Where Edwards and O’Grady engage with Black experience as a core concept of their work, Harmony Hammond and Joan Semmel draw on their experiences as women who emerged as artists during Second-wave feminism. Taking a material-driven approach to abstraction, in Yum Yum (1977), Hammond evokes the traditionally female craft of weaving to reframe the history of modernism through a feminist lens. In a similarly recuperative vein, Semmel’s Hanging Out (1985), with its depiction of a solitary figure reclining in a hammock, asserts a woman’s right to access pleasure, relaxation, and nature on her own terms. Semmel's engagement with art historical concepts is also evident in the work’s watery washes of color and impressionistic splashes of light, which lay claim to a plein-air tradition that has historically foregrounded male painters.
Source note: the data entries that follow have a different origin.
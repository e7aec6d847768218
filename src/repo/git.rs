// SPDX-FileCopyrightText: 2025 Jason Pena <jasonpena@awkless.com>
// SPDX-License-Identifier: MIT

//! Storage repository access through libgit2 and the git binary.
//!
//! References, objects, and commits are handled through libgit2. Anything
//! that touches the working tree or a remote, i.e., checkout, reset, stash,
//! pull, and push, is handed to the git binary so the user's own git
//! configuration (credentials, hooks, merge settings) applies.
//!
//! Every git process is started with `-C <location>`. The process working
//! directory is never changed, so handles for different locations can be used
//! side by side.

use crate::repo::{Backend, BackendError, Change, GitOutput, Result, StashId, DEFAULT_BRANCH};

use git2::{
    build::{CheckoutBuilder, TreeUpdateBuilder},
    BranchType, ErrorCode, FileMode, Repository, RepositoryInitOptions, RepositoryState, Signature,
};
use std::{
    path::{Path, PathBuf},
    process::Command,
};
use tracing::{debug, info, instrument};

const FALLBACK_NAME: &str = "kood";
const FALLBACK_EMAIL: &str = "kood@localhost";

/// Storage repository backed by libgit2 and the git binary.
pub struct Git2Backend {
    repository: Repository,
    location: PathBuf,
}

impl Git2Backend {
    /// Borrow underlying libgit2 repository.
    pub fn repository(&self) -> &Repository {
        &self.repository
    }

    fn signature(&self) -> Result<Signature<'static>> {
        Ok(self
            .repository
            .signature()
            .or_else(|_| Signature::now(FALLBACK_NAME, FALLBACK_EMAIL))?)
    }

    fn branch_ref(name: &str) -> String {
        format!("refs/heads/{name}")
    }

    fn stash_tip(&self) -> Result<Option<String>> {
        match self.repository.find_reference("refs/stash") {
            Ok(reference) => Ok(reference.target().map(|oid| oid.to_string())),
            Err(err) if err.code() == ErrorCode::NotFound => Ok(None),
            Err(err) => Err(err.into()),
        }
    }

    fn expand_bin_args(&self, args: &[&str]) -> Vec<String> {
        let mut bin_args = vec!["-C".to_string(), self.location.to_string_lossy().into_owned()];

        // INVARIANT: Stash and merge commits need an identity even when the
        // user never configured one.
        if self.repository.signature().is_err() {
            bin_args.extend([
                "-c".to_string(),
                format!("user.name={FALLBACK_NAME}"),
                "-c".to_string(),
                format!("user.email={FALLBACK_EMAIL}"),
            ]);
        }

        bin_args.extend(args.iter().map(ToString::to_string));
        bin_args
    }

    fn gitcall(&self, args: &[&str]) -> Result<GitOutput> {
        syscall_non_interactive("git", self.expand_bin_args(args))
    }

    fn gitcall_checked(&self, args: &[&str]) -> Result<GitOutput> {
        let bin_args = self.expand_bin_args(args);
        let output = syscall_non_interactive("git", &bin_args)?;
        if !output.success() {
            return Err(BackendError::Command {
                command: format!("git {}", bin_args.join(" ")),
                stderr: output.stderr,
            });
        }

        Ok(output)
    }
}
Also updating the art historical canon, Hugh Steers’s Hand (1994) evokes the tender domestic tableaux of Post-Impressionist painters like Pierre Bonnard and Édouard Vuillard. Depicting a seated man kissing the palm of his lover, perhaps after an attempt at self-harm, the artist’s poignant composition expresses the realities of life during the AIDS epidemic—a time when love and death were inextricably linked for gay men.

Like Steers, Ricardo Brey’s work absorbs historical and cultural legacies into his own visual vocabulary and symbolic world. While elements of the hybridized culture of his native Cuba are emblematic of his art-making, Brey is also a rigorous student of Western art history, joining a sophisticated engagement with its tropes to an undeniably Caribbean frame of reference. In his Kouros series of sculptures from 2012 and 2013, Brey takes the famed classical Greek sculptural motif of a walking male youth, the “kouros,” as a conceptual model. Joining traditional sculpture with assemblage and recycling––practices that reflect the material reality of scarcity in Cuba––Brey’s sculptures have a distinctive presence that is at once classical and undeniably contemporary.

Luis Camnitzer similarly combines, formal, conceptual, and material elements into eloquent expressions of cultural commentary or philosophical puzzles. In the 1970s, he began his series of Object Boxes (1973-78), wooden boxes with glass fronts and backs with brass plates low on their faces, usually an engraved title in English or Spanish, and a range of additional elements. Exemplifying Camnitzer’s interest in explicitly linking objects and words, the Boxes allow the viewer to assume and identify a relationship between the coupled elements and text.

In contrast to Camnitzer’s clever semiotic play, during her lifetime, Betty Parsons was committed to abstraction. A dedicated painter and sculptor, she played a pivotal role in the history of modernism. Works like Barara No. 2 (1979) encapsulate her intuitive approach to color and form. With its evocative pseudo-architectural arrangement of volumes, Barara echoes the stacked planes of Teresa Burga’Edificios (1967–1968). A rare early work on paper by the artist, the composition reduces the Baroque buildings of Lima into simple shapes that recall those of celebrated early abstractionists like Piet Mondrian.

Cumulatively, these eleven artists chart a changing global social and political landscape. They harness the potential of art to critically reflect on the legacy of modernism, advocating against racial oppression, gender inequality, and sexual discrimination. As O’Grady once summarized, “I think art’s first goal is to remind us that we are human, whatever that is. I suppose the politics in my art could be to remind us that we are all human.”